Palette of Perspectives: Diminuendo’s Art Gallery

Diminuendo Magazine hosted a gallery event, giving students a space to share their visual and poetic art.

The glossy pages of Diminuendo Magazine sit in modest, wire newsstands across campus, hidden in plain sight.

The student-run magazine — which publishes once a semester — fuses literary and visual media, including poems, photography and graphic illustrations. Diminuendo’s co-president Adrian Ackert said highlighting student works was the driving force behind the group’s first art gallery showing March 15. Gallery submissions were open to all students, including non-club members.

Previously, the group has hosted poetry nights, The Phoenix previously reported. The art gallery was a combination of the poetry event, allotting time for students to read their literary works.

Despite their efforts, low turnout with about 10 non-club members prompted the group to close the display an hour early. Ackert said she attributed this to the holiday weekend and lack of outreach to the English and the arts departments.

Co-president Evangelos Stavrou said one of the only interests he has maintained from childhood is creative writing. As a biology major, he said STEM and art aren’t mutually exclusive — Stavrou finds art to be not only a break from his studies but an extension of his scientific knowledge.

“You can make those parts connect,” Stavrou said. “I think there’s something really poetic about the way the world works.” 

Ackert said she hoped the gallery would help encourage students to submit their visual art projects since the magazine tends to receive more literary submissions. She said she attributes the low number of visual art submissions to the magazine’s difficulty communicating with the Fine Arts Department.

Noritaka Minami, the Director of Fine Arts, wrote in an email to The Phoenix that he is unaware of resistance within the department.
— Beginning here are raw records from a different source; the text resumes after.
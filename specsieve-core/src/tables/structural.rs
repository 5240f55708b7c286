//! Structural validation of table grids.

use super::TableGrid;
use std::fmt;

/// Why a grid was not accepted as a table
#[derive(Debug, Clone, PartialEq, Eq)]
pub enum TableRejection {
    TooFewRows { rows: usize, min: usize },
    TooFewColumns { cols: usize, min: usize },
    /// Header-only or fully empty: no data row carries a non-empty cell
    NoDataCells,
}

impl fmt::Display for TableRejection {
    fn fmt(&self, f: &mut fmt::Formatter<'_>) -> fmt::Result {
        match self {
            TableRejection::TooFewRows { rows, min } => {
                write!(f, "{} rows, need at least {}", rows, min)
            }
            TableRejection::TooFewColumns { cols, min } => {
                write!(f, "{} columns, need at least {}", cols, min)
            }
            TableRejection::NoDataCells => write!(f, "no data row has a non-empty cell"),
        }
    }
}

/// Accept a grid only with enough rows and columns and at least one
/// non-empty data cell below the header row.
pub fn validate_grid(grid: &TableGrid, min_rows: usize, min_cols: usize) -> Result<(), TableRejection> {
    let rows = grid.row_count();
    if rows < min_rows {
        return Err(TableRejection::TooFewRows {
            rows,
            min: min_rows,
        });
    }
    let cols = grid.column_count();
    if cols < min_cols {
        return Err(TableRejection::TooFewColumns {
            cols,
            min: min_cols,
        });
    }
    if !grid.has_data_cell() {
        return Err(TableRejection::NoDataCells);
    }
    Ok(())
}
Minami said he believes the department can share opportunities within the magazine if the information is provided to communication staff.  

Studio art minor and Diminuendo treasurer Meg Levesque said she is admittedly guilty of not submitting visual art to the magazine. 
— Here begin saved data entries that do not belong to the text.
//! Artifact integrity checks
//!
//! An artifact is intact when its source still hashes to its document id,
//! every page of the document is accounted for exactly once (extracted or
//! failed), and every citation id is issued once, indexed on the page that
//! issued it and referenced by exactly one block or OCR result.

use crate::citation::parse_citation_id;
use crate::storage::hash_file;
use crate::types::DocumentArtifact;
use chrono::{DateTime, Utc};
use serde::{Deserialize, Serialize};
use std::collections::{BTreeMap, BTreeSet};
use std::path::Path;
use tracing::{info, warn};

#[derive(Debug, Clone, PartialEq, Serialize, Deserialize)]
pub struct SourceCheck {
    pub path: String,
    /// `None` when the source could not be read
    pub actual_hash: Option<String>,
    pub verified: bool,
}

#[derive(Debug, Clone, Default, PartialEq, Serialize, Deserialize)]
pub struct PageCoverage {
    pub page_count: u32,
    pub extracted: usize,
    pub failed: usize,
    pub missing: Vec<u32>,
    pub duplicated: Vec<u32>,
    pub out_of_range: Vec<u32>,
}

#[derive(Debug, Clone, Default, PartialEq, Serialize, Deserialize)]
pub struct CitationCheck {
    pub indexed: usize,
    /// Issued to more than one block or OCR result
    pub duplicated: Vec<String>,
    /// Referenced but absent from the page index
    pub dangling: Vec<String>,
    /// Indexed but referenced by nothing
    pub orphaned: Vec<String>,
    /// Keyed, paged or named inconsistently with the page holding it
    pub misplaced: Vec<String>,
}

#[derive(Debug, Clone, PartialEq, Serialize, Deserialize)]
pub struct IntegrityReport {
    pub document_id: String,
    pub source: SourceCheck,
    pub pages: PageCoverage,
    pub citations: CitationCheck,
    pub issues: Vec<String>,
    pub checked_at: DateTime<Utc>,
}

impl IntegrityReport {
    pub fn is_intact(&self) -> bool {
        self.issues.is_empty()
    }
}

/// Check `artifact` against the source at `source`, or at the artifact's
/// recorded source path when none is given.
pub fn verify_artifact(artifact: &DocumentArtifact, source: Option<&Path>) -> IntegrityReport {
    let source_path = source.unwrap_or_else(|| Path::new(&artifact.source_path));
    let mut issues = Vec::new();

    let source = check_source(artifact, source_path, &mut issues);
    let pages = check_pages(artifact, &mut issues);
    let citations = check_citations(artifact, &mut issues);

    let report = IntegrityReport {
        document_id: artifact.document_id.clone(),
        source,
        pages,
        citations,
        issues,
        checked_at: Utc::now(),
    };
    if report.is_intact() {
        info!(document_id = %report.document_id, "Artifact intact");
    } else {
        warn!(document_id = %report.document_id, issues = report.issues.len(), "Artifact failed integrity checks");
    }
    report
}

fn check_source(artifact: &DocumentArtifact, path: &Path, issues: &mut Vec<String>) -> SourceCheck {
    let actual_hash = match hash_file(path) {
        Ok(hash) => Some(hash),
        Err(e) => {
            issues.push(format!("source unreadable: {e}"));
            None
        }
    };
    let verified = actual_hash
        .as_deref()
        .is_some_and(|hash| hash.eq_ignore_ascii_case(&artifact.document_id));
    if let (Some(hash), false) = (&actual_hash, verified) {
        issues.push(format!(
            "source hash {} does not match document id {}",
            hash, artifact.document_id
        ));
    }
    SourceCheck {
        path: path.display().to_string(),
        actual_hash,
        verified,
    }
}

fn check_pages(artifact: &DocumentArtifact, issues: &mut Vec<String>) -> PageCoverage {
    let mut seen: BTreeMap<u32, usize> = BTreeMap::new();
    let extracted = artifact.pages.iter().map(|p| p.page);
    let failed = artifact.failed_pages.iter().map(|p| p.page);
    for page in extracted.chain(failed) {
        *seen.entry(page).or_default() += 1;
    }

    let in_range = |page: &u32| (1..=artifact.page_count).contains(page);
    let coverage = PageCoverage {
        page_count: artifact.page_count,
        extracted: artifact.pages.len(),
        failed: artifact.failed_pages.len(),
        missing: (1..=artifact.page_count).filter(|p| !seen.contains_key(p)).collect(),
        duplicated: seen.iter().filter(|(_, n)| **n > 1).map(|(p, _)| *p).collect(),
        out_of_range: seen.keys().copied().filter(|p| !in_range(p)).collect(),
    };

    if !coverage.missing.is_empty() {
        issues.push(format!("pages missing: {:?}", coverage.missing));
    }
    if !coverage.duplicated.is_empty() {
        issues.push(format!("pages recorded more than once: {:?}", coverage.duplicated));
    }
    if !coverage.out_of_range.is_empty() {
        issues.push(format!(
            "pages outside 1..={}: {:?}",
            artifact.page_count, coverage.out_of_range
        ));
    }
    coverage
}

fn check_citations(artifact: &DocumentArtifact, issues: &mut Vec<String>) -> CitationCheck {
    let mut check = CitationCheck::default();
    let mut referenced: BTreeSet<&str> = BTreeSet::new();
    let mut indexed: BTreeSet<&str> = BTreeSet::new();

    for bundle in &artifact.pages {
        let ids = bundle
            .blocks
            .iter()
            .map(|b| b.citation_id.as_str())
            .chain(bundle.ocr_results.iter().map(|r| r.citation_id.as_str()));
        for id in ids {
            if !referenced.insert(id) {
                check.duplicated.push(id.to_string());
            }
            if !bundle.citation_index.contains_key(id) {
                check.dangling.push(id.to_string());
            }
        }

        for (key, citation) in &bundle.citation_index {
            check.indexed += 1;
            let named_page = parse_citation_id(key).map(|(page, _, _)| page);
            let consistent = *key == citation.citation_id
                && citation.page == bundle.page
                && named_page == Some(bundle.page);
            // A key indexed on two pages is misplaced on the second
            if !consistent || !indexed.insert(key.as_str()) {
                check.misplaced.push(key.clone());
            }
        }
    }

    for bundle in &artifact.pages {
        for key in bundle.citation_index.keys() {
            if !referenced.contains(key.as_str()) {
                check.orphaned.push(key.clone());
            }
        }
    }

    let findings = [
        ("citation ids issued more than once", &check.duplicated),
        ("citation ids missing from their page index", &check.dangling),
        ("indexed citations referenced by nothing", &check.orphaned),
        ("citations indexed inconsistently", &check.misplaced),
    ];
    for (label, ids) in findings {
        if !ids.is_empty() {
            issues.push(format!("{label}: {}", ids.join(", ")));
        }
    }
    check
}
“I’ll submit literary pieces, but my visual art pieces I get pretty self-conscious about,” Levesque said. “I think the more time you spend with a piece the less good you feel about it. It’s a weird thing.” 

Without the pressure of her art being put into print, Levesque said she was looking forward to using the gallery as an opportunity to show off many of her photography projects.
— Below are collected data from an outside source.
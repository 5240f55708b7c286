use crate::error::CorrectionError;
use chrono::{DateTime, Utc};
use regex::Regex;
use serde::{Deserialize, Serialize};
use std::collections::BTreeMap;
use std::fmt;
use std::str::FromStr;

/// Breadth of applicability, highest priority first
#[derive(Debug, Clone, Copy, PartialEq, Eq, PartialOrd, Ord, Hash, Serialize, Deserialize)]
#[serde(rename_all = "lowercase")]
pub enum Scope {
    Device,
    Vendor,
    Standard,
    Global,
}

impl Scope {
    pub fn as_str(&self) -> &'static str {
        match self {
            Scope::Device => "device",
            Scope::Vendor => "vendor",
            Scope::Standard => "standard",
            Scope::Global => "global",
        }
    }
}

impl fmt::Display for Scope {
    fn fmt(&self, f: &mut fmt::Formatter<'_>) -> fmt::Result {
        f.write_str(self.as_str())
    }
}

impl FromStr for Scope {
    type Err = CorrectionError;

    fn from_str(s: &str) -> Result<Self, Self::Err> {
        match s.to_ascii_lowercase().as_str() {
            "device" => Ok(Scope::Device),
            "vendor" => Ok(Scope::Vendor),
            "standard" => Ok(Scope::Standard),
            "global" => Ok(Scope::Global),
            other => Err(CorrectionError::EmptyPayload(format!("unknown scope '{}'", other))),
        }
    }
}

/// One logical stream per kind; doubles as the file stem on disk
#[derive(Debug, Clone, Copy, PartialEq, Eq, PartialOrd, Ord, Hash, Serialize, Deserialize)]
#[serde(rename_all = "snake_case")]
pub enum CorrectionKind {
    TextReplacement,
    FieldOverride,
    CategoryOverride,
    AddedEntity,
    Confirmation,
}

impl CorrectionKind {
    pub const ALL: [CorrectionKind; 5] = [
        CorrectionKind::TextReplacement,
        CorrectionKind::FieldOverride,
        CorrectionKind::CategoryOverride,
        CorrectionKind::AddedEntity,
        CorrectionKind::Confirmation,
    ];

    pub fn file_stem(&self) -> &'static str {
        match self {
            CorrectionKind::TextReplacement => "text_replacements",
            CorrectionKind::FieldOverride => "field_overrides",
            CorrectionKind::CategoryOverride => "category_overrides",
            CorrectionKind::AddedEntity => "added_entities",
            CorrectionKind::Confirmation => "confirmations",
        }
    }

    pub fn as_str(&self) -> &'static str {
        match self {
            CorrectionKind::TextReplacement => "text_replacement",
            CorrectionKind::FieldOverride => "field_override",
            CorrectionKind::CategoryOverride => "category_override",
            CorrectionKind::AddedEntity => "added_entity",
            CorrectionKind::Confirmation => "confirmation",
        }
    }
}

impl fmt::Display for CorrectionKind {
    fn fmt(&self, f: &mut fmt::Formatter<'_>) -> fmt::Result {
        f.write_str(self.as_str())
    }
}

impl FromStr for CorrectionKind {
    type Err = CorrectionError;

    fn from_str(s: &str) -> Result<Self, Self::Err> {
        let normalized = s.trim().to_ascii_lowercase().replace('-', "_");
        CorrectionKind::ALL
            .into_iter()
            .find(|k| k.as_str() == normalized || k.file_stem() == normalized)
            .ok_or_else(|| CorrectionError::EmptyPayload(format!("unknown correction kind '{}'", s)))
    }
}

/// Kind-specific content of a correction
#[derive(Debug, Clone, PartialEq, Serialize, Deserialize)]
#[serde(tag = "kind", rename_all = "snake_case")]
pub enum CorrectionPayload {
    /// Device scope: exact substring replacement inside one cited block.
    /// Global scope: literal pattern applied to all text, no citation.
    TextReplacement {
        #[serde(default, skip_serializing_if = "Option::is_none")]
        citation_id: Option<String>,
        original: String,
        corrected: String,
    },
    FieldOverride {
        field_id: String,
        overrides: BTreeMap<String, serde_json::Value>,
    },
    /// `prefix` is an entity id or id prefix; at global scope it is a regex
    CategoryOverride { prefix: String, category: String },
    AddedEntity {
        entity_id: String,
        #[serde(default, skip_serializing_if = "Option::is_none")]
        category: Option<String>,
        description: String,
        #[serde(default, skip_serializing_if = "Option::is_none")]
        citation_id: Option<String>,
    },
    Confirmation { citation_id: String },
}

impl CorrectionPayload {
    pub fn kind(&self) -> CorrectionKind {
        match self {
            CorrectionPayload::TextReplacement { .. } => CorrectionKind::TextReplacement,
            CorrectionPayload::FieldOverride { .. } => CorrectionKind::FieldOverride,
            CorrectionPayload::CategoryOverride { .. } => CorrectionKind::CategoryOverride,
            CorrectionPayload::AddedEntity { .. } => CorrectionKind::AddedEntity,
            CorrectionPayload::Confirmation { .. } => CorrectionKind::Confirmation,
        }
    }

    /// Key the record is filed under
    pub fn target_key(&self) -> String {
        match self {
            CorrectionPayload::TextReplacement {
                citation_id,
                original,
                ..
            } => citation_id.clone().unwrap_or_else(|| original.clone()),
            CorrectionPayload::FieldOverride { field_id, .. } => field_id.clone(),
            CorrectionPayload::CategoryOverride { prefix, .. } => prefix.clone(),
            CorrectionPayload::AddedEntity { entity_id, .. } => entity_id.clone(),
            CorrectionPayload::Confirmation { citation_id } => citation_id.clone(),
        }
    }
}

/// An append-only correction. Never edited or deleted once written.
#[derive(Debug, Clone, PartialEq, Serialize, Deserialize)]
pub struct CorrectionRecord {
    pub scope: Scope,
    /// Device id at device scope, vendor name at vendor scope
    #[serde(default, skip_serializing_if = "Option::is_none")]
    pub owner: Option<String>,
    pub target_key: String,
    #[serde(default)]
    pub reason: String,
    pub created_at: DateTime<Utc>,
    #[serde(flatten)]
    pub payload: CorrectionPayload,
}

impl CorrectionRecord {
    pub fn new(
        scope: Scope,
        owner: Option<String>,
        payload: CorrectionPayload,
        reason: impl Into<String>,
    ) -> Self {
        Self {
            scope,
            owner,
            target_key: payload.target_key(),
            reason: reason.into(),
            created_at: Utc::now(),
            payload,
        }
    }

    pub fn kind(&self) -> CorrectionKind {
        self.payload.kind()
    }

    /// Structural checks run before a record is appended
    pub fn validate(&self) -> Result<(), CorrectionError> {
        let invalid_scope = || CorrectionError::InvalidScope {
            kind: self.kind().to_string(),
            scope: self.scope.to_string(),
        };

        match self.scope {
            Scope::Device | Scope::Vendor => match self.owner.as_deref() {
                Some(owner) if !owner.trim().is_empty() => validate_owner(owner)?,
                _ => {
                    return Err(CorrectionError::MissingOwner {
                        scope: self.scope.to_string(),
                        what: if self.scope == Scope::Device {
                            "a device id".to_string()
                        } else {
                            "a vendor name".to_string()
                        },
                    });
                }
            },
            Scope::Standard | Scope::Global => {}
        }

        match &self.payload {
            CorrectionPayload::TextReplacement {
                citation_id,
                original,
                ..
            } => {
                require("original", original)?;
                match (self.scope, citation_id) {
                    (Scope::Device, Some(id)) => require("citation_id", id)?,
                    (Scope::Device, None) => {
                        return Err(CorrectionError::EmptyPayload(
                            "device text replacements need a citation_id".to_string(),
                        ))
                    }
                    (Scope::Global, None) => {}
                    _ => return Err(invalid_scope()),
                }
            }
            CorrectionPayload::FieldOverride {
                field_id,
                overrides,
            } => {
                if self.scope == Scope::Global {
                    return Err(invalid_scope());
                }
                require("field_id", field_id)?;
                if overrides.is_empty() {
                    return Err(CorrectionError::EmptyPayload("overrides".to_string()));
                }
            }
            CorrectionPayload::CategoryOverride { prefix, category } => {
                require("prefix", prefix)?;
                require("category", category)?;
                if self.scope == Scope::Global {
                    Regex::new(prefix).map_err(|e| CorrectionError::InvalidPattern {
                        pattern: prefix.clone(),
                        message: e.to_string(),
                    })?;
                }
            }
            CorrectionPayload::AddedEntity {
                entity_id,
                description,
                ..
            } => {
                if self.scope != Scope::Device {
                    return Err(invalid_scope());
                }
                require("entity_id", entity_id)?;
                require("description", description)?;
            }
            CorrectionPayload::Confirmation { citation_id } => {
                if self.scope != Scope::Device {
                    return Err(invalid_scope());
                }
                require("citation_id", citation_id)?;
            }
        }
        Ok(())
    }
}

/// Device ids and vendor names name directories under the store root, so
/// they must be a single plain path component.
pub fn validate_owner(owner: &str) -> Result<(), CorrectionError> {
    let invalid = |reason: &str| CorrectionError::InvalidOwner {
        owner: owner.to_string(),
        reason: reason.to_string(),
    };
    if owner.trim().is_empty() {
        return Err(invalid("empty"));
    }
    if owner.contains(['/', '\\', '\0']) {
        return Err(invalid("contains a path separator"));
    }
    if owner.contains("..") {
        return Err(invalid("contains '..'"));
    }
    if owner.starts_with('.') {
        return Err(invalid("starts with '.'"));
    }
    Ok(())
}

fn require(field: &str, value: &str) -> Result<(), CorrectionError> {
    if value.trim().is_empty() {
        Err(CorrectionError::EmptyPayload(field.to_string()))
    } else {
        Ok(())
    }
}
With double-exposed film, digital photos and collage work, Levesque’s work took up nearly half of the gallery space. Levesque said they prefer to experiment with a variety of mediums, capturing a sense of safety and freedom — a recurring theme in their work.

An accidental photobomb resulted in “Bliss” — a digital photo of a young girl running across a beach. Levesque said this is one of her favorite pieces because she was able to capture a “perfect moment” of childlike wonder and curiosity. 

Photography took the forefront at the gallery as Joseph Kosman lined the walls with black and white film series titled “советская женщина,” which translates to “Soviet woman.”

The political science major said the gallery was their first experience with Diminuendo since they previously didn’t know of the magazine’s existence. Kosman said they decided to share some of their art after receiving encouragement from a Diminuendo e-board member.

His film series depicts a subject in drag as they pour a glass of red wine. Each photo displays a stage into the ultimate descent of the subject pouring the wine onto themself. 

Kosman said his goal was to provide commentary on his Soviet heritage and the loss of Soviet culture he feels due to not living in the country and spending part of his childhood in China.

Evangelos Stavrou, co-president of Diminuendo, said the limited publication of the magazine is the result of time and low funding. Stavrou said he holds the university responsible for the club’s limited funds since Loyola required Diminuendo to switch from Fisheye Graphics to Warehouse Direct last year.

Stavrou said the change in printing companies resulted in increased production costs. He said Warehouse Direct charged $3,900 for 700 magazines in fall 2023 and Fisheye Graphic charged $2,800 for 600 magazines in fall 2022.

Neither publication responded to The Phoenix request on March 18 for comment on the change of printers and price differences.

The fourth-year student said he believes this switch was made because of Loyola’s personal financial interest instead of giving back to students and supporting the arts.

“I think the heads at Loyola are kind of corrupt and really focused on their own monetary gain,” Stavrou said. “The Loyola CEOs and boards of directors, they don’t always have the students’ best interests in mind and a lot of times we bear the brunt of that.”

Matthew McDermott, associate director of external communications, said Warehouse Direct is Loyola’s pre-qualified supplier and is expected to bring “increased efficiency and quality to the University,” McDermott wrote in an email to The Phoenix.

“Loyola University Chicago negotiates the best price and service agreements for specific goods and formulates the relationship with certain suppliers,” McDermott wrote. 

McDermott said these pre-qualified suppliers have familiarity with Loyola’s purchasing policies, making it easier to work with the supplier. 

Diminuendo Magazine accepts submissions from all Loyola students on a rolling basis. Submissions are accepted into the magazine by an anonymous general body vote.